Next we will add a polygon layer.
Save the geojson file of polygons that you plan to use in the data
folder you have just created.
The instructions below use the dataset of Harlem buildings that you were introduced to in tutorial 1 as an example. It is available in the class data folder.
We will repeat the steps above that we used for the points:
First in your map.js
file create a new variable containing the url of your polygon dataset). Place this just below the variable you created for your points dataset.
var buildings_url = "./data/nyc_harlemriverbldgs.geojson"
Next we will use the .addSource
and .addLayer
methods to add these polygons to our map.
Inside the map.on('load')
function that you defined above include the code snippet below. (Pay careful attention to making sure that you maintain the pairs of brackets and parentheses around each method when you do this).
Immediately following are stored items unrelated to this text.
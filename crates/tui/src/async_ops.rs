use crate::app::AppEvent;
use std::sync::Arc;
use std::sync::mpsc::Sender;
use std::time::Duration;
use tokio::runtime::Handle;
use webhook_tui_core::PAGE_SIZE;
use webhook_tui_local_db::RecordStore;
use webhook_tui_runtime_config::PublicIpSettings;
use webhook_tui_server::{BoundServer, IngestServer, LiveFeed, listen_addr};
use webhook_tui_tunnel::{TunnelManager, TunnelRequest, ip_lookup};

/// Work requested by the reducer. Each variant runs off the control thread
/// and reports back through a [`BgEvent`].
#[derive(Debug, Clone, PartialEq)]
pub enum AsyncCommand {
    FetchPublicIp,
    LoadPage { page: usize },
    StartServer { port: u16 },
    StartTunnel {
        request: TunnelRequest,
        timeout: Duration,
    },
    ReconnectTunnel,
}

/// Results delivered to the event loop.
pub enum BgEvent {
    App(AppEvent),
    /// The ingestion server is listening. The loop keeps the handle and the
    /// feed; the reducer only sees `ServerStarted`.
    ServerBound { server: BoundServer, feed: LiveFeed },
}

/// Everything a command needs to run.
pub struct Services {
    pub runtime: Handle,
    pub store: Arc<RecordStore>,
    pub tunnel: TunnelManager,
    pub public_ip: PublicIpSettings,
    pub events: Sender<BgEvent>,
}

fn report(events: &Sender<BgEvent>, event: AppEvent) {
    if events.send(BgEvent::App(event)).is_err() {
        tracing::debug!("event loop gone, dropping background result");
    }
}

/// Start `cmd` without blocking the caller.
pub fn execute(cmd: AsyncCommand, services: &Services) {
    match cmd {
        AsyncCommand::FetchPublicIp => {
            let events = services.events.clone();
            let endpoints = services.public_ip.endpoints.clone();
            let timeout = Duration::from_secs(services.public_ip.timeout_secs);
            services.runtime.spawn(async move {
                let result = match ip_lookup::lookup_client(timeout) {
                    Ok(client) => ip_lookup::fetch_public_ip(&client, &endpoints).await,
                    Err(e) => Err(e.to_string()),
                };
                if let Err(ref e) = result {
                    tracing::warn!("public IP lookup failed: {e}");
                }
                report(&events, AppEvent::PublicIp(result));
            });
        }
        AsyncCommand::LoadPage { page } => {
            let events = services.events.clone();
            let store = Arc::clone(&services.store);
            services.runtime.spawn_blocking(move || {
                let result = store
                    .query_page(page, PAGE_SIZE)
                    .map_err(|e| e.to_string());
                if let Err(ref e) = result {
                    tracing::warn!(page, "failed to load webhooks: {e}");
                }
                report(&events, AppEvent::PageLoaded(result));
            });
        }
        AsyncCommand::StartServer { port } => {
            let events = services.events.clone();
            let store = Arc::clone(&services.store);
            services.runtime.spawn(async move {
                let seed_store = Arc::clone(&store);
                let first_id = match tokio::task::spawn_blocking(move || seed_store.max_id()).await
                {
                    Ok(Ok(max)) => max + 1,
                    Ok(Err(e)) => {
                        tracing::warn!("could not read highest webhook id: {e}");
                        1
                    }
                    Err(e) => {
                        tracing::warn!("id seed task failed: {e}");
                        1
                    }
                };
                match IngestServer::new(store, first_id)
                    .bind(listen_addr(port))
                    .await
                {
                    Ok((server, feed)) => {
                        if events.send(BgEvent::ServerBound { server, feed }).is_err() {
                            tracing::debug!("event loop gone before server start was reported");
                        }
                    }
                    Err(e) => {
                        tracing::warn!("{e}");
                        report(&events, AppEvent::ServerFailed(e.to_string()));
                    }
                }
            });
        }
        AsyncCommand::StartTunnel { request, timeout } => {
            if let Err(e) = services.tunnel.start(request, timeout, &services.runtime) {
                tracing::warn!("tunnel start refused: {e}");
            }
        }
        AsyncCommand::ReconnectTunnel => {
            if let Err(e) = services.tunnel.reconnect(&services.runtime) {
                tracing::warn!("tunnel reconnect refused: {e}");
            }
        }
    }
}
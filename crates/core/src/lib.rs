pub mod page;
pub mod record;
pub mod timestamp;

pub use page::{PAGE_SIZE, PageCursor, RecordPage};
pub use record::{HeaderMap, WebhookRecord};

#[cfg(any(test, feature = "testing"))]
pub mod testing;
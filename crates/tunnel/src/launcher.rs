use crate::TunnelError;
use crate::process::{ChildTunnelProcess, TunnelProcess};
use std::io::{BufRead, BufReader};
use std::process::{Command, Stdio};
use webhook_tui_runtime_config::TunnelSettings;

/// What to expose through the tunnel.
#[derive(Debug, Clone, PartialEq, Eq)]
pub struct TunnelRequest {
    pub port: u16,
    pub subdomain: Option<String>,
}

/// A spawned tunnel and the stream it announces its URL on.
pub struct LaunchedTunnel {
    pub process: Box<dyn TunnelProcess>,
    pub output: Box<dyn BufRead + Send>,
}

pub trait TunnelLauncher: Send + Sync {
    fn launch(&self, request: &TunnelRequest) -> Result<LaunchedTunnel, TunnelError>;
}

/// Runs an external tunnel command (`npx localtunnel` by default).
#[derive(Debug, Clone, PartialEq, Eq)]
pub struct CommandLauncher {
    command: String,
    args: Vec<String>,
}

impl Default for CommandLauncher {
    fn default() -> Self {
        Self::from_settings(&TunnelSettings::default())
    }
}

impl CommandLauncher {
    pub fn new(command: impl Into<String>, args: Vec<String>) -> Self {
        Self {
            command: command.into(),
            args,
        }
    }

    pub fn from_settings(settings: &TunnelSettings) -> Self {
        Self::new(settings.command.clone(), settings.args.clone())
    }

    /// Arguments passed to the command for `request`.
    pub fn argv(&self, request: &TunnelRequest) -> Vec<String> {
        let mut argv = self.args.clone();
        argv.push("--port".to_string());
        argv.push(request.port.to_string());
        if let Some(subdomain) = request.subdomain.as_deref().filter(|s| !s.is_empty()) {
            argv.push("--subdomain".to_string());
            argv.push(subdomain.to_string());
        }
        argv
    }
}

impl TunnelLauncher for CommandLauncher {
    fn launch(&self, request: &TunnelRequest) -> Result<LaunchedTunnel, TunnelError> {
        let mut cmd = Command::new(&self.command);
        cmd.args(self.argv(request))
            .stdin(Stdio::null())
            .stdout(Stdio::piped())
            .stderr(Stdio::null());

        #[cfg(unix)]
        {
            use std::os::unix::process::CommandExt;
            cmd.process_group(0);
        }

        let mut child = cmd.spawn().map_err(|source| TunnelError::Spawn {
            command: self.command.clone(),
            source,
        })?;
        let stdout = child.stdout.take();
        let mut process = ChildTunnelProcess::new(child);
        let Some(stdout) = stdout else {
            process.terminate();
            return Err(TunnelError::MissingStdout);
        };

        tracing::info!(pid = ?process.pid(), port = request.port, "tunnel process spawned");
        Ok(LaunchedTunnel {
            process: Box::new(process),
            output: Box::new(BufReader::new(stdout)),
        })
    }
}

/// Extract the public URL from a line of tunnel output: everything from the
/// first `https://` to the end of the line, trimmed.
pub fn parse_announced_url(line: &str) -> Option<String> {
    let start = line.find("https://")?;
    let url = line[start..].lines().next().unwrap_or_default().trim();
    (!url.is_empty()).then(|| url.to_string())
}

#[cfg(test)]
mod tests {
    use super::*;

    #[test]
    fn parses_localtunnel_banner() {
        assert_eq!(
            parse_announced_url("your url is: https://brave-fox.loca.lt\n"),
            Some("https://brave-fox.loca.lt".to_string())
        );
    }

    #[test]
    fn ignores_lines_without_https() {
        assert_eq!(parse_announced_url("npm WARN exec"), None);
        assert_eq!(parse_announced_url("http://insecure.example"), None);
        assert_eq!(parse_announced_url(""), None);
    }

    #[test]
    fn trims_trailing_whitespace() {
        assert_eq!(
            parse_announced_url("https://a.loca.lt  \r\n"),
            Some("https://a.loca.lt".to_string())
        );
    }

    #[test]
    fn argv_includes_subdomain_only_when_set() {
        let launcher = CommandLauncher::default();
        let plain = TunnelRequest {
            port: 8098,
            subdomain: None,
        };
        assert_eq!(launcher.argv(&plain), vec!["localtunnel", "--port", "8098"]);

        let named = TunnelRequest {
            port: 9000,
            subdomain: Some("my-hook".to_string()),
        };
        assert_eq!(
            launcher.argv(&named),
            vec!["localtunnel", "--port", "9000", "--subdomain", "my-hook"]
        );
    }

    #[test]
    fn missing_command_is_a_spawn_error() {
        let launcher = CommandLauncher::new("webhook-tui-definitely-not-installed", Vec::new());
        let request = TunnelRequest {
            port: 1,
            subdomain: None,
        };
        let err = launcher.launch(&request).err().expect("spawn should fail");
        assert!(matches!(err, TunnelError::Spawn { .. }));
    }
}
use ratatui::prelude::*;
use ratatui::widgets::{Block, BorderType, Padding};
use std::time::Duration;

pub struct Theme;

impl Theme {
    // ── Background ───────────────────────────────────────────────────
    pub const BG_SURFACE: Color = Color::Rgb(30, 35, 50);

    // ── Border ───────────────────────────────────────────────────────
    pub const BORDER_DIM: Color = Color::DarkGray;
    pub const BORDER_NORMAL: Color = Color::Rgb(60, 65, 80);
    pub const BORDER_ACCENT: Color = Color::Rgb(100, 180, 240);

    // ── Text hierarchy ───────────────────────────────────────────────
    pub const TEXT_PRIMARY: Color = Color::White;
    pub const TEXT_SECONDARY: Color = Color::Rgb(140, 145, 160);
    pub const TEXT_MUTED: Color = Color::Rgb(80, 85, 100);
    pub const TEXT_HINT: Color = Color::Rgb(60, 65, 80);
    pub const TEXT_CONTENT: Color = Color::Rgb(170, 175, 190);

    // ── Key style (for footer hints) ─────────────────────────────────
    pub const TEXT_KEY: Color = Color::Rgb(140, 145, 160);
    pub const TEXT_KEY_DESC: Color = Color::DarkGray;

    // ── Accent ───────────────────────────────────────────────────────
    pub const ACCENT_BLUE: Color = Color::Rgb(100, 180, 240);
    pub const ACCENT_GREEN: Color = Color::Rgb(80, 200, 120);
    pub const ACCENT_RED: Color = Color::Rgb(220, 80, 80);
    pub const ACCENT_YELLOW: Color = Color::Rgb(220, 180, 60);
    pub const ACCENT_PURPLE: Color = Color::Rgb(180, 140, 220);
    pub const ACCENT_ORANGE: Color = Color::Rgb(217, 119, 80);
    pub const ACCENT_CYAN: Color = Color::Rgb(80, 200, 200);

    // ── Form ─────────────────────────────────────────────────────────
    pub const FIELD_VALUE: Color = Color::Rgb(100, 105, 120);

    // ── Padding ──────────────────────────────────────────────────────
    pub const PADDING_COMPACT: Padding = Padding::new(1, 1, 0, 0);

    // ── Block helpers ────────────────────────────────────────────────

    pub fn block() -> Block<'static> {
        Block::bordered()
            .border_type(BorderType::Rounded)
            .border_style(Style::new().fg(Self::BORDER_NORMAL))
    }

    pub fn block_dim() -> Block<'static> {
        Block::bordered()
            .border_type(BorderType::Rounded)
            .border_style(Style::new().fg(Self::BORDER_DIM))
    }

    pub fn block_accent() -> Block<'static> {
        Block::bordered()
            .border_type(BorderType::Rounded)
            .border_style(Style::new().fg(Self::BORDER_ACCENT))
    }
}

// ── HTTP method colors ───────────────────────────────────────────────

pub fn method_color(method: &str) -> Color {
    match method {
        "GET" => Theme::ACCENT_GREEN,
        "POST" => Theme::ACCENT_BLUE,
        "PUT" => Theme::ACCENT_ORANGE,
        "DELETE" => Theme::ACCENT_RED,
        "PATCH" => Theme::ACCENT_PURPLE,
        _ => Theme::TEXT_SECONDARY,
    }
}

// ── Tunnel countdown ─────────────────────────────────────────────────

/// Green with plenty of time left, yellow under five minutes, red under one.
pub fn countdown_color(remaining: Duration) -> Color {
    if remaining < Duration::from_secs(60) {
        Theme::ACCENT_RED
    } else if remaining < Duration::from_secs(5 * 60) {
        Theme::ACCENT_YELLOW
    } else {
        Theme::ACCENT_GREEN
    }
}

/// `MM:SS`, minutes uncapped.
pub fn format_countdown(remaining: Duration) -> String {
    let secs = remaining.as_secs();
    format!("{:02}:{:02}", secs / 60, secs % 60)
}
// define a 'source' for your polygons dataset
map.addSource('buildings',{
'type':'geojson',
'data': buildings_url,
});
// add a new layer with your polygons
map.addLayer({
'id':'buildings',
'type':'fill',
'source':'buildings',
'paint':{
'fill-color':'#888888',
'fill-outline-color':'#000000'
}
})
Save your map.js file and reload your browser window. You should see the polygon dataset you just added to your map!
There are multiple ways to add raster data to your map: by using the addLayer
method we used to add the geojson data to our map we can add either a raster image we host ourselves, or we can add raster ‘tiles’ hosted elsewhere (like the Stamen design map we looked at in tutorial 1). An alternative method is that we can create our own raster tiles, host them on mapbox, and then add them on to our map. This tutorial explains how to do the first two methods: adding raster data from an externally hosted raster tiles, and adding raster data from a image file.
Identify hosted raster tiles that you would like to use. The NYPL Map Warper project is one great source of georeferenced historical maps, they make all of their maps available for download. And also host them as raster tiles.
For this example we will use this map from an 1879 atlas of New York City which overlaps with our present day trees and buildings in Harlem. Navigate to the map. Click on the Export
tab.
Note the link to Tiles (Google/OSM scheme):
which is http://maps.nypl.org/warper/maps/tile/27677/{z}/{x}/{y}.png
this is a link which will allow us to access a raster tile layer of the map from our web map.
In your map.js file we will now add these raster tiles as a new source via the .addSource
method, and then create a new layer via the .addLayer
method to show the raster tiles on our map.
Within map.on('load')
function add the following code snippet:
// NYPL map warper raster tile service as source
map.addSource('nypl',{
'type':'raster',
'tiles':["http://maps.nypl.org/warper/maps/tile/27677/{z}/{x}/{y}.png "],
"tileSize": 256,
});
// create a layer from the NYPL tiles
map.addLayer({
'id':'nypl-m',
'type':'raster',
'source':'nypl',
'paint':{
'raster-opacity':0.85
}
});
Save your map.js
file and reload your browser window. The 1879 atlas should now be added to your map.
You can experiment with adding different maps from NYPL by switching out the url listed in the 'tiles'
parameter.
Note: this layer will be added in what ever order it is called within the map.on('load')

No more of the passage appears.